- _Try it_: Go through the entries below and count the lines where "MultiHitGenomes" occurs. Give nothing but that number.

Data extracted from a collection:
# # #

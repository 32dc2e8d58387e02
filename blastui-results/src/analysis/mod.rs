//! Post-search analyses over a ResultSet
//!
//! Each analysis is a [`ResultAnalysis`] registered by name in an
//! [`AnalysisRegistry`]. Built-ins:
//!
//! - `stop-codons`: hits whose aligned subject contains a stop (`*`)
//! - `multi-hit-genomes`: hits from genomes matched more than once by the same query
//! - `query-summary`: per-query hit counts and best scores as a text report

mod multi_hit;
mod stop_codons;
mod summary;

pub use multi_hit::MultiHitGenomes;
pub use stop_codons::StopCodons;
pub use summary::QuerySummaryReport;

use crate::result_set::ResultSet;
use blastui_core::{BlastUiError, BlastUiResult};
use std::collections::BTreeMap;

/// What an analysis produces
#[derive(Debug, Clone, PartialEq)]
pub enum AnalysisOutput {
    /// A derived subset that can be shown, filtered and exported like any other
    Results(ResultSet),
    Report(String),
}

pub trait ResultAnalysis: Send + Sync {
    /// Registry key, e.g. `stop-codons`
    fn name(&self) -> &'static str;

    fn description(&self) -> &'static str;

    fn run(&self, results: &ResultSet) -> BlastUiResult<AnalysisOutput>;
}

pub struct AnalysisRegistry {
    analyses: BTreeMap<&'static str, Box<dyn ResultAnalysis>>,
}

impl AnalysisRegistry {
    pub fn empty() -> Self {
        Self {
            analyses: BTreeMap::new(),
        }
    }

    /// Registry holding the built-in analyses
    pub fn new() -> Self {
        let mut registry = Self::empty();
        registry.register(Box::new(StopCodons));
        registry.register(Box::new(MultiHitGenomes));
        registry.register(Box::new(QuerySummaryReport));
        registry
    }

    /// Add an analysis, replacing any with the same name
    pub fn register(&mut self, analysis: Box<dyn ResultAnalysis>) {
        self.analyses.insert(analysis.name(), analysis);
    }

    pub fn get(&self, name: &str) -> Option<&dyn ResultAnalysis> {
        self.analyses.get(name).map(|a| a.as_ref())
    }

    /// Analyses sorted by name
    pub fn list(&self) -> impl Iterator<Item = &dyn ResultAnalysis> {
        self.analyses.values().map(|a| a.as_ref())
    }

    pub fn run(&self, name: &str, results: &ResultSet) -> BlastUiResult<AnalysisOutput> {
        let analysis = self.get(name).ok_or_else(|| {
            BlastUiError::NotFound(format!(
                "analysis '{}' (available: {})",
                name,
                self.analyses.keys().copied().collect::<Vec<_>>().join(", ")
            ))
        })?;
        tracing::info!("Running analysis '{}' over {} hits", name, results.len());
        analysis.run(results)
    }
}

impl Default for AnalysisRegistry {
    fn default() -> Self {
        Self::new()
    }
}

# # #

- _Exercise result_: 2